About this task
Your answer must be every line of the data that holds the string "account".

Data to examine
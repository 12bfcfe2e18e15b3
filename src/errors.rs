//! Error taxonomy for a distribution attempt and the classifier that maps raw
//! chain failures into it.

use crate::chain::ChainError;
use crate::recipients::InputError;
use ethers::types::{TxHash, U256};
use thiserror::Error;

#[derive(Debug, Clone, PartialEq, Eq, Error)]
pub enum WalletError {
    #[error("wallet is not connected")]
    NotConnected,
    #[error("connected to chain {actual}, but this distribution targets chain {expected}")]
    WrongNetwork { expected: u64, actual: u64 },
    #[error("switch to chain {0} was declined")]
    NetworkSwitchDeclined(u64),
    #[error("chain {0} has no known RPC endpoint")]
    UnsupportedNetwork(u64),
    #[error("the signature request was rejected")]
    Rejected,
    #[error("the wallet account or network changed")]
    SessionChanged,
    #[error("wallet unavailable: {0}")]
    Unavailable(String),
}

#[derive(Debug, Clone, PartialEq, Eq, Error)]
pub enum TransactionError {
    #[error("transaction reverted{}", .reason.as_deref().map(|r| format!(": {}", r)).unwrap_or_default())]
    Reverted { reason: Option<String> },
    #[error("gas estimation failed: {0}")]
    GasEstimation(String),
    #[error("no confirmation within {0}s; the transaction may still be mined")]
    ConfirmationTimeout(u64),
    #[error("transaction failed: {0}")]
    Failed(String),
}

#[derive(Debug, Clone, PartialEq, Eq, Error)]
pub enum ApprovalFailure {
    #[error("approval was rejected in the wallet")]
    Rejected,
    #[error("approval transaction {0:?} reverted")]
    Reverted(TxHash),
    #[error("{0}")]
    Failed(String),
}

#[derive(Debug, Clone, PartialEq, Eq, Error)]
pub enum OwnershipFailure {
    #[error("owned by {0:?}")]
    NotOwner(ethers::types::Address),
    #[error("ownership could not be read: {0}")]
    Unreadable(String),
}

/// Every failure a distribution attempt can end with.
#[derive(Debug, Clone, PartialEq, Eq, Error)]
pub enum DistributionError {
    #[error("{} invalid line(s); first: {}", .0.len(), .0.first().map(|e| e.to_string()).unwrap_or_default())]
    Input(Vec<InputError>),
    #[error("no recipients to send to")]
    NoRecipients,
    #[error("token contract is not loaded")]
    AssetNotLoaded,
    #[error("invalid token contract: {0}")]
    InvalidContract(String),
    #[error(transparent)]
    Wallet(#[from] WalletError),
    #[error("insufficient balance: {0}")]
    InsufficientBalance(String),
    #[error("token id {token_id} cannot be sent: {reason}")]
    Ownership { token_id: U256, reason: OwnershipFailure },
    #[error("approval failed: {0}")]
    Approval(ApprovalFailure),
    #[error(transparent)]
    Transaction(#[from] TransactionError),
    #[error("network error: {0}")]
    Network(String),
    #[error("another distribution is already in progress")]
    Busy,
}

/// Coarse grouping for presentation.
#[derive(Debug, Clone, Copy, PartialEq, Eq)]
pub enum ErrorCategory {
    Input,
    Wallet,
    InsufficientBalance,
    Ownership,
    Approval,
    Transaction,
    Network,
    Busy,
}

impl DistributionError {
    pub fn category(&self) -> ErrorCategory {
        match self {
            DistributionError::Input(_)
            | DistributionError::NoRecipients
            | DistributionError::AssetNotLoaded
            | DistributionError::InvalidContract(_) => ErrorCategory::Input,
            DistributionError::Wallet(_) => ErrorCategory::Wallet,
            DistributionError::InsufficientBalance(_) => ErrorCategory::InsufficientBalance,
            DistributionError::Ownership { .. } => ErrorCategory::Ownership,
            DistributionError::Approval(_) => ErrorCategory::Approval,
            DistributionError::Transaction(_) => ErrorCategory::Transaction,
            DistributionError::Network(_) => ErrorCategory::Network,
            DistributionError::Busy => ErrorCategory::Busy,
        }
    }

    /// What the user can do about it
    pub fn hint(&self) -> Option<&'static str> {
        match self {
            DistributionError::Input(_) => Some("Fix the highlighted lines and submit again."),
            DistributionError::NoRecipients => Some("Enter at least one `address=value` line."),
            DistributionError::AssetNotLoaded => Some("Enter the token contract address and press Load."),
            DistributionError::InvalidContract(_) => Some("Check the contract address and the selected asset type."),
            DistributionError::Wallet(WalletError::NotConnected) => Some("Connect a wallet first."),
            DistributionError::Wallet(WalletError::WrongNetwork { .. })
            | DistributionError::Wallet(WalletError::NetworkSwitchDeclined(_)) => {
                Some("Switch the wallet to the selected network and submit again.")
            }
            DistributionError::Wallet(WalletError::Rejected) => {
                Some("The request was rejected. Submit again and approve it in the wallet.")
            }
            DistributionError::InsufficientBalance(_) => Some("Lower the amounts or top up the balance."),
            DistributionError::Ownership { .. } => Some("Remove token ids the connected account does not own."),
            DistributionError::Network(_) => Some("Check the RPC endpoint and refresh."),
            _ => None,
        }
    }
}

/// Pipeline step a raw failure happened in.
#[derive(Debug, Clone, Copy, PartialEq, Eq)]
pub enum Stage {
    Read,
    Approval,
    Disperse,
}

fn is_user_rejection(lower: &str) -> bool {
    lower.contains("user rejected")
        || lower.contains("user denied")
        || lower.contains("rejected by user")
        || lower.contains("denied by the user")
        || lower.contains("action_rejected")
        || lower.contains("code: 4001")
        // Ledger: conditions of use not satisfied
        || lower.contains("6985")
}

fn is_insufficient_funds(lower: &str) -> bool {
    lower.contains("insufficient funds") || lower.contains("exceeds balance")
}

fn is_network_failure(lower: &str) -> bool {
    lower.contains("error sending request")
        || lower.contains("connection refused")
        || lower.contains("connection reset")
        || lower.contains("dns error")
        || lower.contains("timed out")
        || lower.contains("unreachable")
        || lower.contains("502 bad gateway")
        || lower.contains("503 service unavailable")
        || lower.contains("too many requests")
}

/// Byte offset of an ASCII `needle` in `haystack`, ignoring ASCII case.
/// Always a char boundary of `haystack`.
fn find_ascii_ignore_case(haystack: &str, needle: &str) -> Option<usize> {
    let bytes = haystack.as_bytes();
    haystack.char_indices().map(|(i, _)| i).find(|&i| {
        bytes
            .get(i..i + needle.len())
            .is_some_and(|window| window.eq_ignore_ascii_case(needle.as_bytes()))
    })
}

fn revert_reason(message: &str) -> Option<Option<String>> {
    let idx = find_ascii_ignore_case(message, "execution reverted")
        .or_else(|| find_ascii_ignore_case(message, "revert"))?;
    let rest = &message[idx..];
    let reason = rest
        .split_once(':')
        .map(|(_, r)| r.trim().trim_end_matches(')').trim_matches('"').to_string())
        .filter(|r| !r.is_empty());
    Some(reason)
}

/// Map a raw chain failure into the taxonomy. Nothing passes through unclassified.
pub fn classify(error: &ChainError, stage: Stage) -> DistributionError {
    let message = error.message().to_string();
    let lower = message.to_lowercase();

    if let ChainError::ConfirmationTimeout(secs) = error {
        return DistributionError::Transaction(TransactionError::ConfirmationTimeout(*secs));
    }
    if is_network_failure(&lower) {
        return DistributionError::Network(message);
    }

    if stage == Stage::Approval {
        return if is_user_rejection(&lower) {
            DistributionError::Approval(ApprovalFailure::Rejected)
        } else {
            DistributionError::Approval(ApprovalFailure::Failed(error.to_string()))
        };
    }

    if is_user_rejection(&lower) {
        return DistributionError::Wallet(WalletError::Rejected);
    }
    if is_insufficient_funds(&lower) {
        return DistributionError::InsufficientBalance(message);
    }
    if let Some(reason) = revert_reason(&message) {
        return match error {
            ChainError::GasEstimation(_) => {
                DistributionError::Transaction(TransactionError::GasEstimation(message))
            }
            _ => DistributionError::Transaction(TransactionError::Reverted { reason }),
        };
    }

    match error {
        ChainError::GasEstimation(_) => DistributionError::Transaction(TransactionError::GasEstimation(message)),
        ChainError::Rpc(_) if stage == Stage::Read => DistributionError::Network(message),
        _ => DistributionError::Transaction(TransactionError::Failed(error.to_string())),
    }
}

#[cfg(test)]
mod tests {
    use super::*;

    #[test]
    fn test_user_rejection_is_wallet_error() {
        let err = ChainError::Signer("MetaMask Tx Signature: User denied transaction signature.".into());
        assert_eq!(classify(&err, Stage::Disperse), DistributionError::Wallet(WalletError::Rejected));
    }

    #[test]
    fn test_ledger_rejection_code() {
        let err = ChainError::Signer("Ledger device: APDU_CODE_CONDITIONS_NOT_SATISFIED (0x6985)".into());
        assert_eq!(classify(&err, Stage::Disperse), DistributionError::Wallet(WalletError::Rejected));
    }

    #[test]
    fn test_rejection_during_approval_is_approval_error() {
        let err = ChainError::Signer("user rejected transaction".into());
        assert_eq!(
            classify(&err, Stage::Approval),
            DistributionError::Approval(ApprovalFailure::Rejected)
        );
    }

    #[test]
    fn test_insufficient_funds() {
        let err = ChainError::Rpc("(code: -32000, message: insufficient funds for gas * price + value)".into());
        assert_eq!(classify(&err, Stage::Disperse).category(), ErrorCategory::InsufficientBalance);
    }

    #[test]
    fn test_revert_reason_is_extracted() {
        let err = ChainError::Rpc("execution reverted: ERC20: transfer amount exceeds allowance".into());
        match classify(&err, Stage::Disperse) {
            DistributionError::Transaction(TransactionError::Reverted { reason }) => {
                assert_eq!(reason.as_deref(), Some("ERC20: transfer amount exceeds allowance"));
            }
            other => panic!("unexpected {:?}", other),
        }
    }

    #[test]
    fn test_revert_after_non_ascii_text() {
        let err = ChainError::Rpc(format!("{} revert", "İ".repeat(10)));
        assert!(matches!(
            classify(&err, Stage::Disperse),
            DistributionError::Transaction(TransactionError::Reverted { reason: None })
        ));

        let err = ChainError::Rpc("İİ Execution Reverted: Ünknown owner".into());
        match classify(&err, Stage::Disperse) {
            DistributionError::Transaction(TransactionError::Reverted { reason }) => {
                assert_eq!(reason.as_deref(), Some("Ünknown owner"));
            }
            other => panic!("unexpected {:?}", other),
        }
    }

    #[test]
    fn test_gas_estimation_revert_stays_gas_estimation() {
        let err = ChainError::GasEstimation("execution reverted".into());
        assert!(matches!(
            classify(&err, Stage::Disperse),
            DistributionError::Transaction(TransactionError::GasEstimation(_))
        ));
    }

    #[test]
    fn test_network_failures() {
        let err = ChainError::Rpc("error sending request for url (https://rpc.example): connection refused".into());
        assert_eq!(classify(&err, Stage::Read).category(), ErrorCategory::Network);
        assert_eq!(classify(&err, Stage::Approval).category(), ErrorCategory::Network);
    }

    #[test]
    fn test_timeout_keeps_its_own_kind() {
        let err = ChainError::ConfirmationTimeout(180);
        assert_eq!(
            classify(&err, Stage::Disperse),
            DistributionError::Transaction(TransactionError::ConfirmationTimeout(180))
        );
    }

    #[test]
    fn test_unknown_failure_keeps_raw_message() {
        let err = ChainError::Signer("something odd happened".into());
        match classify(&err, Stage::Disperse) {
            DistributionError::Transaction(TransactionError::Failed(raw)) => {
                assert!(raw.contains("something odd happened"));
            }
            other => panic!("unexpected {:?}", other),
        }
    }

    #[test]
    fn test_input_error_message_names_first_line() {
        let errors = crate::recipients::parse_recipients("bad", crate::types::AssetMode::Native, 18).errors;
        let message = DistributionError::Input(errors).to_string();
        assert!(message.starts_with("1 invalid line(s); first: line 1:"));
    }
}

...

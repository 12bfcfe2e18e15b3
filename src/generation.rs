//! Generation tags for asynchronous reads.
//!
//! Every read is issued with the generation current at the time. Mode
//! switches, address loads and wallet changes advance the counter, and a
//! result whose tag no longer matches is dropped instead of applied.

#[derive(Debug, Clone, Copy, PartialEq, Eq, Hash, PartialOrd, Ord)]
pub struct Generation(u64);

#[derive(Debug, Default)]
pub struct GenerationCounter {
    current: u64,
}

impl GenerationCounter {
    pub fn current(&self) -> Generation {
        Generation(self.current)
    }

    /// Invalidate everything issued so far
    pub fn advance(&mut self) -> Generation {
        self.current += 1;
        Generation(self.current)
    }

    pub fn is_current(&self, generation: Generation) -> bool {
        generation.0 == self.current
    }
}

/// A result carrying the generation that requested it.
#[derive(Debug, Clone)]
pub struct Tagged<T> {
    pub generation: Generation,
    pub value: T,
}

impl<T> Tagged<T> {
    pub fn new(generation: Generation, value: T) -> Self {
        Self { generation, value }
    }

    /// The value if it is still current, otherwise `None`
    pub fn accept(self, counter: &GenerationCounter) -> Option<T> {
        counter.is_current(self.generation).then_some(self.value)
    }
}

Solution for this problem
    #[error("the wallet account or network changed")]
            DistributionError::Ownership { .. } => Some("Remove token ids the connected account does not own."),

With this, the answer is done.